2. When you say "blank", I assume you owed no money, so you will not be penalized.
3. Download the tax forms and mail them in. You can only "correct" past filings online.
4. Very slow as it will be all manual processing.
5. No.


----------



## wendi1 (Oct 2, 2013)

I may be a bit slow. If you have had no income since 2008, how can any other country tax your income? 

You don't need a birth certificate for filing taxes, just your SIN.


----------



## OptsyEagle (Nov 29, 2009)

Yes, don't forget to record your worldwide earnings.?


----------



## Eclectic12 (Oct 20, 2010)

Since you are now in Europe on something other than a visit - have you maintained residential ties to Canada?
http://www.cra-arc.gc.ca/tx/nnrsdnts/cmmn/rsdncy-eng.html

If not, there are lots of things to plan for, ranging from not accruing TFSA contribution room (or being allowed to contribute) to potentially paying the non-resident withholding tax on dividends paid by Canadian companies.

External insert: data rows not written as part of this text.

/// Open an authenticated connection to the service.
pub async fn open_connection(opts: &ConnectOptions) -> ShuffleResult<EstablishedConnection> {
    let service_ns = opts.deploy.service_namespace(&opts.service).to_string();

    if let Some((host, port)) = &opts.host_override {
        return connect_direct(opts, host, *port).await;
    }

    match opts.deploy.location {
        Location::Direct => {
            let host = format!("{}.{}", opts.service, service_ns);
            connect_direct(opts, &host, opts.port).await
        }
        Location::ProxiedInternal | Location::ProxiedExternal => {
            connect_proxied(opts, &service_ns).await
        }
    }
}

async fn connect_direct(
    opts: &ConnectOptions,
    host: &str,
    port: u16,
) -> ShuffleResult<EstablishedConnection> {
    let mut stream = dial(opts, host, port).await?;
    let (default_token, namespace_token) = opts.token_pair()?;
    stream
        .write_all(&default_token)
        .await
        .map_err(ShuffleError::from_io)?;
    stream
        .write_all(&namespace_token)
        .await
        .map_err(ShuffleError::from_io)?;
    stream.flush().await.map_err(ShuffleError::from_io)?;
    finish_handshake(stream).await
}

async fn connect_proxied(
    opts: &ConnectOptions,
    service_ns: &str,
) -> ShuffleResult<EstablishedConnection> {
    let proxy_host = match opts.deploy.location {
        // The in-cluster proxy answers on the bare first label of the
        // deploy domain; the public one on the domain itself.
        Location::ProxiedInternal => opts
            .deploy
            .domain
            .split('.')
            .next()
            .unwrap_or(&opts.deploy.domain)
            .to_string(),
        _ => opts.deploy.domain.clone(),
    };

    let mut stream = dial(opts, &proxy_host, PROXY_PORT).await?;
    let (default_token, namespace_token) = opts.token_pair()?;
    stream
        .write_all(&default_token)
        .await
        .map_err(ShuffleError::from_io)?;
    stream
        .write_all(&namespace_token)
        .await
        .map_err(ShuffleError::from_io)?;
    wire::write_block(&mut stream, service_ns.as_bytes()).await?;
    wire::write_block(&mut stream, opts.service.as_bytes()).await?;
    stream
        .write_u16(opts.port)
        .await
        .map_err(ShuffleError::from_io)?;
    stream.flush().await.map_err(ShuffleError::from_io)?;
    finish_handshake(stream).await
}
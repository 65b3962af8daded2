//! Config command implementation.

use crate::core::config::Config;
use anyhow::{Context, Result};
use clap::{Args, Subcommand};
use std::path::PathBuf;

/// Configuration operations.
#[derive(Args, Debug)]
pub struct ConfigArgs {
    #[command(subcommand)]
    pub action: ConfigAction,
}

/// Config subcommands.
#[derive(Subcommand, Debug)]
pub enum ConfigAction {
    /// Parse and validate the configuration file.
    Validate,
    /// Print the effective configuration as TOML.
    Show,
}

/// Run a config subcommand against the given config path.
pub fn run_config(args: ConfigArgs, config_path: &PathBuf) -> Result<()> {
    let config = Config::from_file(config_path)
        .with_context(|| format!("failed to load config from {config_path:?}"))?;

    match args.action {
        ConfigAction::Validate => {
            println!("configuration OK: {}", config_path.display());
        }
        ConfigAction::Show => {
            let rendered =
                toml::to_string_pretty(&config).context("failed to render configuration")?;
            print!("{rendered}");
        }
    }
    Ok(())
}
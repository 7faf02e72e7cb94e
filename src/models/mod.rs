pub mod classifier;
pub mod descriptor;
pub mod image_classifier;
pub mod registry;
pub mod session;
pub mod tabular;

pub use classifier::{Backend, Classifier};
pub use descriptor::{Framework, ModelDescriptor, TensorLayout};
pub use image_classifier::ImageClassifier;
pub use registry::{LoadFailure, LoadedModel, ModelLoader, ModelRegistry, RegistryBuilder, StartupReport};
pub use session::{InferenceSession, OnnxSession, OnnxSessionFactory, SessionFactory, SessionOptions};
pub use tabular::TabularClassifier;

#[cfg(test)]
pub(crate) mod test_support;
use anyhow::Result;
use clap::Parser;
use model_garden::{config::Config, web::serve};
use std::path::PathBuf;
use tracing_subscriber::EnvFilter;

#[derive(Parser)]
#[command(name = "model-garden")]
#[command(about = "Serve named ONNX classifiers behind one prediction API")]
struct Args {
    /// Server bind address
    #[arg(long, default_value = "0.0.0.0:8080")]
    bind: String,

    /// Override the port of the bind address
    #[arg(long, env = "PORT")]
    port: Option<u16>,

    /// TOML file with server, ONNX and model settings
    #[arg(long, short)]
    config: Option<PathBuf>,

    /// Model directory path (overrides the config file, defaults to ./models)
    #[arg(long)]
    models_dir: Option<String>,

    /// Log level
    #[arg(long, default_value = "info")]
    log_level: String,

    /// Abort startup if any model fails to load
    #[arg(long)]
    strict: bool,

    /// Sessions kept per model for parallel inference
    #[arg(long)]
    sessions_per_model: Option<usize>,
}

#[tokio::main]
async fn main() -> Result<()> {
    let args = Args::parse();

    // 初始化日志系统
    tracing_subscriber::fmt()
        .with_env_filter(
            EnvFilter::try_from_default_env().unwrap_or_else(|_| EnvFilter::new(&args.log_level)),
        )
        .with_target(false)
        .init();

    let bind = match args.port {
        Some(port) => {
            let host = args.bind.rsplit_once(':').map(|(host, _)| host).unwrap_or("0.0.0.0");
            format!("{}:{}", host, port)
        }
        None => args.bind,
    };

    tracing::info!("Starting model garden service...");
    tracing::info!("Bind address: {}", bind);

    let mut config = Config::new(bind, args.models_dir, args.config, args.strict)?;
    if let Some(sessions) = args.sessions_per_model {
        config.onnx_config.sessions_per_model = sessions;
    }
    tracing::info!("Models directory: {}", config.models_dir.display());

    for descriptor in &config.models {
        tracing::info!(
            "Configured model: {} v{} ({:?}, {} classes)",
            descriptor.name,
            descriptor.version,
            descriptor.framework,
            descriptor.classes.len()
        );
    }

    serve(config).await?;

    Ok(())
}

Finally - do you really mean you had no income from 2008 to 2014? 
If so, I'm not sure how a European country can charge taxes on $0 income ... unless the tax is not income tax.
Or do you mean that your worldwide income for those years was too low to be paying Canadian income tax?


I'm concerned that without more details ... it seems that you may not be fully aware of the appropriate actions you need to be taking.


Cheers

*PS*

I am assuming that you are concerned about a European country taxing you *because* you are earning income in that country, while you are residing there. It would help if you would provide a more detail about which country & what your status is.


----------



## hush (Apr 13, 2014)

I actually did 10 years worth of taxes all at once. I didn't have any income to report but i came out of hiding and did them anyways. I ended getting some GST and other credits that were evaluated for me. I didn't receive any penalties for late filing, in fact I received some interest!


----------